Abstract
Up to 50% of multiple myeloma (MM) patients harbor mutations of KRAS or NRAS. Pharmacologic inhibitors targeting specific KRAS mutations have clinical activity in solid tumors. We evaluated Ras inhibitors in preclinical models of MM, with emphasis on genome-scale CRISPR studies to define the molecular determinants of response and resistance to these agents.

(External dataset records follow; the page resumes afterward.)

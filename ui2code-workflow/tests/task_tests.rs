//! Tests for the individual item stages: prompts, assets, parsing,
//! rendering, scoring and persistence.

mod common;

use approx::assert_relative_eq;
use pretty_assertions::assert_eq;
use rstest::rstest;
use std::path::Path;
use tempfile::TempDir;
use ui2code_core::{
    ComponentRenderer, EvaluationMetrics, GenerationResult, ItemResult, ItemStatus, PromptPaths,
    RenderError, SUMMARY_FILE,
};
use ui2code_workflow::{
    fill_user_template, parse_model_output, AssetInspector, ItemRecord, ProcessRenderer,
    PromptSet, ResultPersister, SimilarityScorer, StageError, NO_ASSETS,
};

// ===== Prompt Tests =====

#[rstest]
#[case("Assets:\n{image_assets_list}", "- a.png", "Assets:\n- a.png")]
#[case("Use {{className}} and {image_assets_list}", "None.", "Use {className} and None.")]
#[case("{unrelated} stays", "x", "{unrelated} stays")]
fn test_fill_user_template(#[case] template: &str, #[case] assets: &str, #[case] expected: &str) {
    assert_eq!(fill_user_template(template, assets), expected);
}

#[test]
fn test_prompt_set_load_trims_files() {
    let dir = TempDir::new().unwrap();
    let paths = common::write_prompts(dir.path());

    let prompts = PromptSet::load(&paths).unwrap();

    assert_eq!(prompts.system, "You convert screenshots into React components.");
    assert_eq!(prompts.user_prompt("- logo.png"), "Available assets:\n- logo.png");
}

#[test]
fn test_prompt_set_rejects_missing_system_prompt() {
    let dir = TempDir::new().unwrap();
    let mut paths = common::write_prompts(dir.path());
    paths.system = dir.path().join("missing.txt");

    let err = PromptSet::load(&paths).unwrap_err();
    assert!(matches!(err, ui2code_core::CoreError::Configuration(_)));
}

#[test]
fn test_prompt_set_rejects_blank_user_template() {
    let dir = TempDir::new().unwrap();
    let system = dir.path().join("system.txt");
    let user = dir.path().join("user.txt");
    std::fs::write(&system, "system").unwrap();
    std::fs::write(&user, "   \n").unwrap();

    let err = PromptSet::load(&PromptPaths {
        system,
        user_template: user,
    })
    .unwrap_err();
    assert!(matches!(err, ui2code_core::CoreError::Configuration(_)));
}

// ===== Asset Tests =====

#[test]
fn test_assets_listed_by_name_without_dimensions() {
    let dir = TempDir::new().unwrap();
    let assets = dir.path().join("assets");
    std::fs::create_dir_all(&assets).unwrap();
    std::fs::write(assets.join("logo.png"), b"not decoded").unwrap();
    std::fs::write(assets.join("b.jpg"), b"not decoded").unwrap();
    std::fs::write(assets.join("a.txt"), b"ignored").unwrap();

    let info = AssetInspector::new(false).describe(&dir.path().join("screenshot.png"));

    assert_eq!(info, "- b.jpg\n- logo.png");
}

#[test]
fn test_missing_assets_dir_is_none() {
    let dir = TempDir::new().unwrap();
    let info = AssetInspector::default().describe(&dir.path().join("screenshot.png"));
    assert_eq!(info, NO_ASSETS);
}

#[test]
fn test_assets_dir_without_images_is_none() {
    let dir = TempDir::new().unwrap();
    let assets = dir.path().join("assets");
    std::fs::create_dir_all(assets.join("nested")).unwrap();
    std::fs::write(assets.join("readme.md"), b"# assets").unwrap();

    let info = AssetInspector::default().describe(&dir.path().join("screenshot.png"));
    assert_eq!(info, "None.");
}

#[test]
fn test_assets_annotated_with_dimensions() {
    let dir = TempDir::new().unwrap();
    let assets = dir.path().join("assets");
    common::write_png(&assets.join("logo.png"), 8, 4);
    std::fs::write(assets.join("icon.svg"), "<svg/>").unwrap();
    std::fs::write(assets.join("broken.png"), b"garbage").unwrap();

    let info = AssetInspector::new(true).describe(&dir.path().join("screenshot.png"));
    let lines: Vec<&str> = info.lines().collect();

    assert_eq!(lines.len(), 3);
    assert!(lines[0].starts_with("- broken.png (dimensions unavailable: "));
    assert_eq!(lines[1], "- icon.svg (dimensions unavailable: SVG is not decoded)");
    assert_eq!(lines[2], "- logo.png (Width: 8px, Height: 4px)");
}

// ===== Parsing Tests =====

#[test]
fn test_parse_jsx_and_scss() {
    let result = parse_model_output("```jsx\nconst X=1;\n```\n```scss\n.a{}\n```");

    assert_eq!(result.jsx, "const X=1;");
    assert_eq!(result.scss, ".a{}");
    assert!(result.has_jsx());
    assert!(result.has_scss());
}

#[test]
fn test_parse_without_blocks() {
    let result = parse_model_output("I cannot help with that.");

    assert_eq!(result.jsx, "");
    assert_eq!(result.scss, "");
    assert_eq!(result.raw_output, "I cannot help with that.");
    assert!(!result.has_jsx());
}

#[test]
fn test_parse_jsx_only() {
    let raw = common::model_reply("export default () => <div/>;", None);
    let result = parse_model_output(&raw);

    assert_eq!(result.jsx, "export default () => <div/>;");
    assert_eq!(result.scss(), None);
}

// ===== Rendering Tests =====

#[cfg(unix)]
fn shell(script: &str) -> ProcessRenderer {
    ProcessRenderer::new(
        vec!["sh".to_string(), "-c".to_string(), script.to_string()],
        Some(std::time::Duration::from_secs(10)),
    )
    .unwrap()
}

#[cfg(unix)]
#[tokio::test]
async fn test_process_renderer_passes_output_and_encoded_sources() {
    let dir = TempDir::new().unwrap();
    let output = dir.path().join("nested").join("rendered.png");

    // $0 is the output path, $1 the base64 JSX, $2 the base64 SCSS.
    let renderer = shell(r#"printf '%s %s' "$1" "$2" > "$0""#);
    renderer
        .render("<div/>", Some(".a{}"), &output)
        .await
        .unwrap();

    assert_eq!(std::fs::read_to_string(&output).unwrap(), "PGRpdi8+ LmF7fQ==");
}

#[cfg(unix)]
#[tokio::test]
async fn test_process_renderer_non_zero_exit() {
    let dir = TempDir::new().unwrap();
    let renderer = shell("echo 'render blew up' >&2; exit 3");

    let err = renderer
        .render("<div/>", None, &dir.path().join("out.png"))
        .await
        .unwrap_err();

    match err {
        RenderError::NonZeroExit { code, stderr } => {
            assert_eq!(code, Some(3));
            assert_eq!(stderr, "render blew up");
        }
        other => panic!("unexpected error: {other:?}"),
    }
}

#[cfg(unix)]
#[tokio::test]
async fn test_process_renderer_timeout() {
    let dir = TempDir::new().unwrap();
    let renderer = ProcessRenderer::new(
        vec!["sh".to_string(), "-c".to_string(), "sleep 5".to_string()],
        Some(std::time::Duration::from_millis(100)),
    )
    .unwrap();

    let err = renderer
        .render("<div/>", None, &dir.path().join("out.png"))
        .await
        .unwrap_err();

    assert!(matches!(err, RenderError::Timeout(_)));
}

#[tokio::test]
async fn test_process_renderer_missing_executable() {
    let dir = TempDir::new().unwrap();
    let renderer =
        ProcessRenderer::new(vec!["ui2code-no-such-renderer".to_string()], None).unwrap();

    let err = renderer
        .render("<div/>", None, &dir.path().join("out.png"))
        .await
        .unwrap_err();

    assert!(matches!(err, RenderError::ExecutableNotFound(ref p) if p == "ui2code-no-such-renderer"));
}

// ===== Scoring Tests =====

#[tokio::test]
async fn test_code_similarity_against_ground_truth() {
    let dir = TempDir::new().unwrap();
    let truth = dir.path().join("index.jsx");
    std::fs::write(&truth, format!("\n{}\n\n", common::GROUND_TRUTH)).unwrap();

    let score = SimilarityScorer::new()
        .code_similarity(common::GROUND_TRUTH.trim(), &truth)
        .await
        .unwrap();

    assert_relative_eq!(score, 1.0);
}

#[tokio::test]
async fn test_code_similarity_missing_ground_truth() {
    let dir = TempDir::new().unwrap();
    let err = SimilarityScorer::new()
        .code_similarity("const A = 1;", &dir.path().join("index.jsx"))
        .await
        .unwrap_err();

    assert!(matches!(err, StageError::GroundTruthMissing(_)));
}

#[tokio::test]
async fn test_visual_similarity_identical_screenshots() {
    let dir = TempDir::new().unwrap();
    let a = dir.path().join("a.png");
    let b = dir.path().join("b.png");
    common::write_png(&a, 32, 32);
    common::write_png(&b, 32, 32);

    let score = SimilarityScorer::new().visual_similarity(&a, &b).await.unwrap();

    assert_relative_eq!(score, 1.0, epsilon = 1e-9);
}

#[tokio::test]
async fn test_visual_similarity_missing_render() {
    let dir = TempDir::new().unwrap();
    let a = dir.path().join("a.png");
    common::write_png(&a, 32, 32);

    let err = SimilarityScorer::new()
        .visual_similarity(&a, &dir.path().join("missing.png"))
        .await
        .unwrap_err();

    assert!(matches!(err, StageError::Score(_)));
}

// ===== Persistence Tests =====

fn sample_generation() -> GenerationResult {
    GenerationResult {
        raw_output: "```jsx\n<div/>\n```".to_string(),
        jsx: "<div/>".to_string(),
        scss: String::new(),
    }
}

#[test]
fn test_persist_writes_item_artifacts() {
    let dir = TempDir::new().unwrap();
    let persister = ResultPersister::new(dir.path().join("run"));
    let generation = sample_generation();
    let mut metrics = EvaluationMetrics::new();
    metrics.generation_success = true;
    metrics.code_similarity_score = 0.5;
    let screenshot = Path::new("/data/item_001/screenshot.png");
    let rendered = persister.rendered_path("item_001");

    let item_dir = persister
        .persist(&ItemRecord {
            item_id: "item_001",
            model_used: "gpt-4o",
            input_screenshot: screenshot,
            rendered_screenshot: Some(&rendered),
            assets_info: "None.",
            system_prompt: "system",
            user_prompt: "user 图",
            generation: &generation,
            metrics: &metrics,
        })
        .unwrap();

    assert_eq!(item_dir, dir.path().join("run").join("item_001"));
    assert_eq!(std::fs::read_to_string(item_dir.join("generated_code.jsx")).unwrap(), "<div/>");
    assert_eq!(std::fs::read_to_string(item_dir.join("generated_style.scss")).unwrap(), "");
    assert_eq!(
        std::fs::read_to_string(item_dir.join("input_screenshot_path.txt")).unwrap(),
        "/data/item_001/screenshot.png"
    );
    assert_eq!(
        std::fs::read_to_string(item_dir.join("input_image_assets.txt")).unwrap(),
        "None."
    );

    let raw = std::fs::read_to_string(item_dir.join("metadata.json")).unwrap();
    assert!(raw.contains("user 图"));
    let metadata: serde_json::Value = serde_json::from_str(&raw).unwrap();
    assert_eq!(metadata["item_id"], "item_001");
    assert_eq!(metadata["model_used"], "gpt-4o");
    assert_eq!(metadata["user_prompt_content_sent"], "user 图");
    assert_eq!(metadata["raw_model_output"], "```jsx\n<div/>\n```");
    assert_eq!(
        metadata["generated_code_filepath"],
        Path::new("item_001").join("generated_code.jsx").display().to_string()
    );
    assert_eq!(
        metadata["generated_screenshot_path"],
        rendered.display().to_string()
    );
    assert_eq!(metadata["metrics"]["code_similarity_score"], 0.5);
    assert_eq!(metadata["metrics"]["generation_success"], true);
    assert!(metadata["timestamp"].is_string());
}

#[test]
fn test_create_fresh_never_reuses_existing_dir() {
    let dir = TempDir::new().unwrap();
    let base = dir.path().join("results").join("run_20250628_150558");

    let first = ResultPersister::create_fresh(&base).unwrap();
    let second = ResultPersister::create_fresh(&base).unwrap();
    let third = ResultPersister::create_fresh(&base).unwrap();

    assert_eq!(first.run_dir(), base.as_path());
    assert_eq!(
        second.run_dir(),
        dir.path().join("results").join("run_20250628_150558_1").as_path()
    );
    assert_eq!(
        third.run_dir(),
        dir.path().join("results").join("run_20250628_150558_2").as_path()
    );
    assert!(third.run_dir().is_dir());
}

#[test]
fn test_copy_assets_recursive() {
    let dir = TempDir::new().unwrap();
    let source = dir.path().join("src_assets");
    std::fs::create_dir_all(source.join("icons")).unwrap();
    std::fs::write(source.join("logo.png"), b"png").unwrap();
    std::fs::write(source.join("icons").join("x.svg"), b"<svg/>").unwrap();

    let persister = ResultPersister::new(dir.path().join("run"));
    let copied = persister.copy_assets("item_001", &source).unwrap();

    assert_eq!(copied, 2);
    let dest = persister.item_dir("item_001").join("assets");
    assert!(dest.join("logo.png").is_file());
    assert!(dest.join("icons").join("x.svg").is_file());
}

#[test]
fn test_copy_assets_missing_source() {
    let dir = TempDir::new().unwrap();
    let persister = ResultPersister::new(dir.path().join("run"));
    assert_eq!(persister.copy_assets("item_001", &dir.path().join("none")).unwrap(), 0);
    assert!(!persister.item_dir("item_001").exists());
}

#[test]
fn test_write_summary_lists_results() {
    let dir = TempDir::new().unwrap();
    let persister = ResultPersister::new(dir.path().join("run"));
    let results = vec![
        ItemResult::new("item_001", ItemStatus::Success, "ok", EvaluationMetrics::new()),
        ItemResult::new("item_002", ItemStatus::Error, "generation failed: boom", EvaluationMetrics::new()),
    ];

    let path = persister.write_summary(&results).unwrap();

    assert_eq!(path, dir.path().join("run").join(SUMMARY_FILE));
    let parsed: Vec<ItemResult> =
        serde_json::from_str(&std::fs::read_to_string(&path).unwrap()).unwrap();
    assert_eq!(parsed, results);
}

We studied selective inhibitors of KRAS G12C (MRTX-1257) or G12D (MRTX-1133) mutants; the broader spectrum mutant-KRAS inhibitor BI-2865; or the tricomplex pan-Ras inhibitor RMC-6236. These agents were active against human MM lines at clinically relevant concentrations comparable to those achieved in solid tumor patients. RMC-6236 is active against a spectrum of MM lines with KRAS or NRAS mutations, as well as wildtype lines, some of which have upstream lesions (e.g. FGFR3 mutations) that can activate Ras signaling. In vivo treatments (e.g. with MRTX-1257 or MRTX-1133 against diffuse lesions of XG-7 or KP-6 cells, respectively, after IV injections in NSG mice) were active, but tumor escape eventually ensued. Notably, tumor cells harvested at full-blown relapse after KRAS inhibitor treatment as well as cells from vehicle-treated mice were similarly responsive in vitro upon retreatment with the same KRAS inhibitor suggesting that the in vivo microenvironment contributes to relapse. DNA barcode-based clonal tracking studies showed lack of significant barcode enrichment in KRAS inhibitor-treated (vs. DMSO control) MM cells, suggesting that treatment escape was not primarily due to selection of pre-existing drug-resistant cells. Co-culture of human MM cells with bone marrow stromal cells attenuated their response to KRAS G12C inhibitors; and genetically engineered VQmyc (NRASQ61R) mouse MM cells respond to RMC-6236, though less so in the presence of IL-6, again suggesting that the microenvironment and its cytokines can affect sensitivity to Ras inhibitors.
To functionally map the landscape of genomic lesions that can influence Ras inhibitor response, we conducted 36 genome-scale CRISPR knockout (KO) or activation (CRISPRa) screens across 11 genotypically diverse MM lines. These studies revealed a heterogeneous, cell line-specific landscape of gene perturbations influencing sensitivity and resistance to Ras inhibition, without obvious association between the patterns of CRISPR “hits” in individual MM cell lines and their respective molecular subtype (e.g. t(4;14), t(14;16), t(11;14)). CRISPR KO vs. CRISPRa studies with the same inhibitor in a given cell line yielded complementary and orthogonal results. For example, CRISPRa identified upstream surface receptors (e.g. EGFR, MET), ABCB1, KRAS itself, or positive regulators of Ras/MAPK signaling (e.g. SHOC2) among the top resistance-associated perturbations. In a complementary way, recurrent resistance-associated hits in CRISPR KO screens included diverse negative regulators of Ras/MAPK (e.g. LZTR1); NF-κB (e.g. TRAF3), or PI3K/Akt (e.g. PTEN) signaling; as well as the oxidative stress sensor KEAP1. Many gene perturbations were identified as hits in CRISPR studies across all 3 classes of Ras inhibitors, but others had distinct roles, e.g. PPIA (cyclophilin A) loss decreased MM cell responses to RMC-6236, consistent with this protein forming a complex with Ras and RMC-6236 to block downstream Ras signaling. Many hits from our screens were shared with those in publicly available CRISPR studies of KRAS inhibitors in solid tumor lines, while others were distinct for MM. Bulk RNA-seq of 6 Ras inhibitor-treated MM lines identified a transcriptional signature of genes concordantly up- or down-regulated across all MM lines tested: most of these genes, including some known Ras pathway inhibitors (e.g. SPRED1, DUSP6) were not prominent hits in our CRISPR studies, indicating that the most pronounced/recurrent regulators of response to these agents may not be directly inferred from transcriptional profiling.
Our study reveals that MM cell responses to pharmacological Ras inhibitors can be governed by an interplay of non-genomic adaptations, microenvironment-derived cues, and a diverse and heterogeneous landscape of genomic perturbations. Notably, even MM cells with the same KRAS mutation can display distinct “resistomes”, highlighting the complex functional genomic landscape underlying Ras inhibitor responses. We envision that these results will inform personalized uses of Ras inhibitors in future clinical studies in MM.